Data records below:

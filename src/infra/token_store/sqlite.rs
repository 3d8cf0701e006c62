//! Usage: SQLite-backed durable token store (r2d2 pool, blocking work off the async runtime).

use super::{StoreFuture, TokenStore};
use crate::shared::blocking;
use crate::shared::error::AppResult;
use crate::shared::time::now_unix_seconds;
use r2d2::Pool;
use r2d2_sqlite::SqliteConnectionManager;
use rusqlite::{params, OptionalExtension};
use std::path::{Path, PathBuf};
use std::time::Duration;

const BUSY_TIMEOUT_DEFAULT: Duration = Duration::from_millis(2000);
const POOL_MAX_SIZE_DEFAULT: u32 = 4;
const POOL_CONNECTION_TIMEOUT_DEFAULT: Duration = Duration::from_secs(5);

const SCHEMA_SQL: &str = "
CREATE TABLE IF NOT EXISTS kv_store (
    key TEXT PRIMARY KEY NOT NULL,
    value TEXT NOT NULL,
    updated_at INTEGER NOT NULL
);
";

#[derive(Debug, Clone)]
pub struct SqliteStoreConfig {
    pub busy_timeout: Duration,
    pub pool_max_size: u32,
    pub pool_connection_timeout: Duration,
}

impl Default for SqliteStoreConfig {
    fn default() -> Self {
        Self {
            busy_timeout: BUSY_TIMEOUT_DEFAULT,
            pool_max_size: POOL_MAX_SIZE_DEFAULT,
            pool_connection_timeout: POOL_CONNECTION_TIMEOUT_DEFAULT,
        }
    }
}

#[derive(Clone)]
pub struct SqliteTokenStore {
    pool: Pool<SqliteConnectionManager>,
    path: PathBuf,
}

impl std::fmt::Debug for SqliteTokenStore {
    fn fmt(&self, f: &mut std::fmt::Formatter<'_>) -> std::fmt::Result {
        f.debug_struct("SqliteTokenStore")
            .field("path", &self.path)
            .finish_non_exhaustive()
    }
}

impl SqliteTokenStore {
    /// Opens (creating if needed) the store file. Blocking; call from a blocking context.
    pub fn open(path: impl AsRef<Path>) -> AppResult<Self> {
        Self::open_with_config(path, SqliteStoreConfig::default())
    }

    pub fn open_with_config(path: impl AsRef<Path>, config: SqliteStoreConfig) -> AppResult<Self> {
        let path = path.as_ref().to_path_buf();
        if let Some(parent) = path.parent().filter(|p| !p.as_os_str().is_empty()) {
            std::fs::create_dir_all(parent).map_err(|e| {
                crate::shared::error::AppError::storage(format!(
                    "failed to create store dir {}: {e}",
                    parent.display()
                ))
            })?;
        }

        let busy_timeout = config.busy_timeout;
        let manager = SqliteConnectionManager::file(&path).with_init(move |conn| {
            conn.busy_timeout(busy_timeout)?;
            conn.execute_batch("PRAGMA journal_mode = WAL; PRAGMA synchronous = NORMAL;")
        });
        let pool = Pool::builder()
            .max_size(config.pool_max_size.max(1))
            .connection_timeout(config.pool_connection_timeout)
            .build(manager)?;

        pool.get()?.execute_batch(SCHEMA_SQL)?;

        tracing::info!(
            path = %path.display(),
            busy_timeout_ms = config.busy_timeout.as_millis(),
            pool_max_size = config.pool_max_size,
            "token store opened"
        );

        Ok(Self { pool, path })
    }

    /// Async wrapper around [`SqliteTokenStore::open`].
    pub async fn open_async(path: impl Into<PathBuf>) -> AppResult<Self> {
        let path = path.into();
        blocking::run("token_store_open", move || Self::open(path)).await
    }

    pub fn path(&self) -> &Path {
        &self.path
    }
}

impl TokenStore for SqliteTokenStore {
    fn get<'a>(&'a self, key: &'a str) -> StoreFuture<'a, Option<String>> {
        let pool = self.pool.clone();
        let key = key.to_string();
        Box::pin(async move {
            blocking::run("token_store_get", move || -> AppResult<Option<String>> {
                let conn = pool.get()?;
                let value = conn
                    .query_row(
                        "SELECT value FROM kv_store WHERE key = ?1",
                        params![key],
                        |row| row.get::<_, String>(0),
                    )
                    .optional()?;
                Ok(value)
            })
            .await
        })
    }

    fn set<'a>(&'a self, key: &'a str, value: &'a str) -> StoreFuture<'a, ()> {
        let pool = self.pool.clone();
        let key = key.to_string();
        let value = value.to_string();
        Box::pin(async move {
            blocking::run("token_store_set", move || -> AppResult<()> {
                let conn = pool.get()?;
                conn.execute(
                    "INSERT INTO kv_store (key, value, updated_at) VALUES (?1, ?2, ?3)
                     ON CONFLICT(key) DO UPDATE SET value = excluded.value, updated_at = excluded.updated_at",
                    params![key, value, now_unix_seconds()],
                )?;
                Ok(())
            })
            .await
        })
    }

    fn remove<'a>(&'a self, keys: &'a [&'a str]) -> StoreFuture<'a, ()> {
        let pool = self.pool.clone();
        let keys: Vec<String> = keys.iter().map(|k| k.to_string()).collect();
        Box::pin(async move {
            blocking::run("token_store_remove", move || -> AppResult<()> {
                let mut conn = pool.get()?;
                let tx = conn.transaction()?;
                for key in &keys {
                    tx.execute("DELETE FROM kv_store WHERE key = ?1", params![key])?;
                }
                tx.commit()?;
                Ok(())
            })
            .await
        })
    }
}

#[cfg(test)]
mod tests {
    use super::*;
    use crate::infra::token_store::{ACCESS_TOKEN_KEY, REFRESH_TOKEN_KEY};

    #[tokio::test]
    async fn values_survive_reopen() {
        let dir = tempfile::tempdir().unwrap();
        let path = dir.path().join("nested").join("session.db");

        {
            let store = SqliteTokenStore::open_async(path.clone()).await.unwrap();
            store.set(ACCESS_TOKEN_KEY, "a1").await.unwrap();
            store.set(REFRESH_TOKEN_KEY, "r1").await.unwrap();
            store.set(ACCESS_TOKEN_KEY, "a2").await.unwrap();
        }

        let reopened = SqliteTokenStore::open_async(path).await.unwrap();
        assert_eq!(
            reopened.get(ACCESS_TOKEN_KEY).await.unwrap().as_deref(),
            Some("a2")
        );
        assert_eq!(
            reopened.get(REFRESH_TOKEN_KEY).await.unwrap().as_deref(),
            Some("r1")
        );
    }

    #[tokio::test]
    async fn remove_deletes_all_listed_keys() {
        let dir = tempfile::tempdir().unwrap();
        let store = SqliteTokenStore::open_async(dir.path().join("s.db"))
            .await
            .unwrap();
        store.set("a", "1").await.unwrap();
        store.set("b", "2").await.unwrap();
        store.set("c", "3").await.unwrap();

        store.remove(&["a", "b", "missing"]).await.unwrap();

        assert!(store.get("a").await.unwrap().is_none());
        assert!(store.get("b").await.unwrap().is_none());
        assert_eq!(store.get("c").await.unwrap().as_deref(), Some("3"));
    }
}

End of Data records.

What the exercise asks ->
In the records above, find the line with "use r2d2::Pool;"; write out exactly that line and each one after it, stopping after the line with "const POOL_MAX_SIZE_DEFAULT: u32 = 4;".

Your response ->
use r2d2::Pool;
use r2d2_sqlite::SqliteConnectionManager;
use rusqlite::{params, OptionalExtension};
use std::path::{Path, PathBuf};
use std::time::Duration;

const BUSY_TIMEOUT_DEFAULT: Duration = Duration::from_millis(2000);
const POOL_MAX_SIZE_DEFAULT: u32 = 4;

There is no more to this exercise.